Devontae Shuler (born February 9, 1998) is an American professional basketball player for the San Diego Clippers of the NBA G League. He played college basketball for the Ole Miss Rebels.

==High school career==
As a sophomore, Shuler averaged 25.5 points per game for Irmo High School in Columbia, South Carolina and led his team to the Class 4A lower state title game. He played alongside Zion Williamson and Ja Morant with the South Carolina Hornets Amateur Athletic Union program. After the season, he transferred to Oak Hill Academy in Mouth of Wilson, Virginia. Shuler helped his team win the High School National title as a junior. In his senior season, Shuler averaged 15.3 points, 4.3 rebounds, 4.1 assists and 3.7 steals per game. A four-star recruit, he committed to playing college basketball for Ole Miss over offers from South Carolina, Oklahoma State and Miami (Florida).

==College career==
As a freshman at Ole Miss, Shuler averaged six points, 2.7 rebounds and 1.1 assists per game, primarily playing off the ball alongside Breein Tyree. He decided to return to the team despite a coaching change after the season, after meeting with new coach Kermit Davis. Shuler moved into a starting role and averaged 10.3 points, 4.1 rebounds and three assists per game as a sophomore. He recorded 56 steals, the most ever by an Ole Miss sophomore and the seventh-most in program history. Shuler declared for the 2019 NBA draft before returning to college. On February 1, 2020, he scored a junior season-high 28 points along with five three-pointers in a 73–63 loss to LSU. As a junior, Shuler averaged 11.7 points, 4.5 rebounds and 3.3 assists per game. He averaged 15.3 points and 3.3 assists per game as a senior, earning First Team All-SEC honors.

==Professional career==
===Capital City Go-Go (2021–2022)===
After going undrafted in the 2021 NBA draft, Shuler joined the Dallas Mavericks for 2021 NBA Summer League. On October 15, 2021, he signed with the Washington Wizards. Shuler was waived on October 16. In October 2021, he joined the Capital City Go-Go as an affiliate player. On December 29, 2022, Shuler was waived.

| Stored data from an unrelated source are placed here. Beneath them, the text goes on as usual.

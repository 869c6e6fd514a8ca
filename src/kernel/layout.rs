//! Field offsets of the structures walked to list open files
use crate::core::offsets::KernelVersion;
use crate::error::AnalysisError;
use crate::symbols::SymbolResolver;
use log::debug;

/// Offsets resolved once per run, so the per-descriptor walk never does a lookup.
///
/// Composite offsets (`file_dentry`, `dentry_name_ptr`, ...) are pre-added from the nested
/// structure offsets.
#[derive(Debug, Clone, PartialEq, Eq)]
pub struct FileLayout {
    pub task_files: usize,
    pub task_fs: usize,
    pub files_fdt: usize,
    pub fdt_max_fds: usize,
    pub fdt_fd: usize,
    pub file_mnt: usize,
    pub file_dentry: usize,
    pub file_mode: usize,
    pub fs_root_mnt: usize,
    pub fs_root_dentry: usize,
    pub dentry_parent: usize,
    pub dentry_hash_pprev: usize,
    pub dentry_name_len: usize,
    pub dentry_name_ptr: usize,
    pub dentry_inode: usize,
    pub inode_ino: usize,
    pub mount_mnt: usize,
    pub mount_parent: usize,
    pub mount_mountpoint: usize,
    pub vfsmount_root: usize,
}

impl FileLayout {
    /// Resolve every offset through the symbol resolver's fallback chain
    pub fn resolve(
        symbols: &SymbolResolver,
        version: Option<&KernelVersion>,
    ) -> Result<Self, AnalysisError> {
        let field = |struct_name: &str, field_name: &str| {
            symbols
                .get_struct_field_offset(struct_name, field_name, version)
                .ok_or_else(|| {
                    AnalysisError::SymbolNotFound(format!("{}::{}", struct_name, field_name))
                })
        };

        let file_path = field("file", "f_path")?;
        let fs_root = field("fs_struct", "root")?;
        let path_mnt = field("path", "mnt")?;
        let path_dentry = field("path", "dentry")?;
        let d_name = field("dentry", "d_name")?;

        let layout = FileLayout {
            task_files: field("task_struct", "files")?,
            task_fs: field("task_struct", "fs")?,
            files_fdt: field("files_struct", "fdt")?,
            fdt_max_fds: field("fdtable", "max_fds")?,
            fdt_fd: field("fdtable", "fd")?,
            file_mnt: file_path + path_mnt,
            file_dentry: file_path + path_dentry,
            file_mode: field("file", "f_mode")?,
            fs_root_mnt: fs_root + path_mnt,
            fs_root_dentry: fs_root + path_dentry,
            dentry_parent: field("dentry", "d_parent")?,
            dentry_hash_pprev: field("dentry", "d_hash")? + field("hlist_bl_node", "pprev")?,
            dentry_name_len: d_name + field("qstr", "len")?,
            dentry_name_ptr: d_name + field("qstr", "name")?,
            dentry_inode: field("dentry", "d_inode")?,
            inode_ino: field("inode", "i_ino")?,
            mount_mnt: field("mount", "mnt")?,
            mount_parent: field("mount", "mnt_parent")?,
            mount_mountpoint: field("mount", "mnt_mountpoint")?,
            vfsmount_root: field("vfsmount", "mnt_root")?,
        };
        debug!("Resolved file layout: {:?}", layout);
        Ok(layout)
    }
}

===Fort Wayne Mad Ants (2023)===
On January 15, 2023, Shuler was acquired by the Fort Wayne Mad Ants. He was waived on February 8.

===Cleveland Charge (2023–2024)===
On February 13, 2023, Shuler was acquired by the Cleveland Charge.

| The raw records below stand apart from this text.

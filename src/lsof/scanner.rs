//! Joins the descriptor walk, mode decoding and path resolution into rows
use crate::error::ReadError;
use crate::kernel::layout::FileLayout;
use crate::kernel::{KernelReader, ProcessInfo};
use crate::lsof::diagnostics::{FileScanIssue, ScanDiagnostics};
use crate::lsof::fdtable::{enumerate, FileRef};
use crate::lsof::mode::{decode_mode, FileMode};
use crate::lsof::path::{PathResolver, DEFAULT_MAX_PATH_DEPTH};
use crate::lsof::OpenFileInfo;
use log::{debug, trace};

#[derive(Debug, Clone, Copy)]
pub struct LsofConfig {
    /// Hop bound for each dentry walk
    pub max_path_depth: usize,
}

impl Default for LsofConfig {
    fn default() -> Self {
        LsofConfig {
            max_path_depth: DEFAULT_MAX_PATH_DEPTH,
        }
    }
}

/// Open files of a single process plus what was skipped along the way
#[derive(Debug, Clone)]
pub struct ProcessScan {
    pub process: ProcessInfo,
    pub entries: Vec<OpenFileInfo>,
    pub diagnostics: ScanDiagnostics,
}

pub struct LsofScanner<'a> {
    reader: KernelReader<'a>,
    layout: &'a FileLayout,
    config: LsofConfig,
}

impl<'a> LsofScanner<'a> {
    pub fn new(reader: KernelReader<'a>, layout: &'a FileLayout, config: LsofConfig) -> Self {
        LsofScanner {
            reader,
            layout,
            config,
        }
    }

    /// One row per occupied descriptor slot, in ascending fd order
    pub fn scan_process(&self, process: &ProcessInfo) -> ProcessScan {
        let resolver = PathResolver::for_process(
            self.reader,
            self.layout,
            process,
            self.config.max_path_depth,
        );
        let mut diagnostics = ScanDiagnostics::default();
        let mut entries = Vec::new();

        let mut descriptors = enumerate(self.reader, self.layout, process);
        for (file, fd) in descriptors.by_ref() {
            match self.describe(&resolver, process, file, fd) {
                Some((entry, issue)) => {
                    if let Some(issue) = issue {
                        diagnostics.record(issue);
                    }
                    entries.push(entry);
                }
                None => diagnostics.record(FileScanIssue::UnreadableMemory),
            }
        }
        diagnostics.merge(descriptors.diagnostics());

        trace!(
            "pid {} ({}): {} open files",
            process.pid,
            process.comm,
            entries.len()
        );
        ProcessScan {
            process: process.clone(),
            entries,
            diagnostics,
        }
    }

    /// Scan every process in order
    pub fn scan_all(&self, processes: &[ProcessInfo]) -> Vec<ProcessScan> {
        processes.iter().map(|p| self.scan_process(p)).collect()
    }

    fn describe(
        &self,
        resolver: &PathResolver,
        process: &ProcessInfo,
        file: FileRef,
        fd: u32,
    ) -> Option<(OpenFileInfo, Option<FileScanIssue>)> {
        let mode_bits = match self.read_mode(file) {
            Ok(bits) => bits,
            Err(e) => {
                debug!("pid {} fd {}: unreadable f_mode: {}", process.pid, fd, e);
                return None;
            }
        };
        let path = match resolver.resolve(file) {
            Ok(path) => path,
            Err(e) => {
                debug!("pid {} fd {}: unreadable path: {}", process.pid, fd, e);
                return None;
            }
        };

        let entry = OpenFileInfo {
            offset: process.offset,
            comm: process.comm.clone(),
            pid: process.pid,
            fd,
            mode: decode_mode(mode_bits),
            mode_bits,
            flags: FileMode::from_bits_retain(mode_bits).flag_names(),
            path: path.to_string(),
        };
        Some((entry, path.issue()))
    }

    fn read_mode(&self, file: FileRef) -> Result<u32, ReadError> {
        let addr = KernelReader::field_addr(file.addr(), self.layout.file_mode)?;
        self.reader.read_u32(addr)
    }
}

On October 21, 2023, Shuler signed with the Cleveland Cavaliers, but was waived the same day, and one week later, he re-signed with the Charge.

===Filou Oostende (2024–2025)===
On October 1, 2024, Shuler signed with Filou Oostende of the BNXT League.

==Career statistics==

===College===

| Year | Team | GP | GS | MPG | FG% | 3P% | FT% | RPG | APG | SPG | BPG | PPG |
|---|---|---|---|---|---|---|---|---|---|---|---|---|
| 2017–18 | Ole Miss | 32 | 9 | 18.8 | .352 | .259 | .750 | 2.7 | 1.1 | 1.0 | .1 | 6.0 |
| 2018–19 | Ole Miss | 33 | 31 | 32.2 | .458 | .402 | .823 | 4.2 | 3.0 | 1.7 | .2 | 10.3 |
| 2019–20 | Ole Miss | 32 | 32 | 33.1 | .423 | .355 | .626 | 4.5 | 3.3 | 1.7 | .3 | 11.7 |
| 2020–21 | Ole Miss | 27 | 27 | 32.8 | .409 | .340 | .766 | 3.0 | 3.3 | 1.6 | .1 | 15.3 |
| Career |  | 124 | 99 | 29.1 | .413 | .340 | .725 | 3.6 | 2.7 | 1.5 | .2 | 10.6 |

==Personal life==
Shuler is the son of Donald and Linda Shuler, and his father works in the state government. Shuler was diagnosed with vitiligo, a skin condition causing a loss of pigment, in his early high school years. He has five brothers and two sisters, including Dontrell, who plays college basketball for Middle Tennessee State, and Dominic, who plays professional basketball. Another brother, Deandre, died in 2000 at the age of three.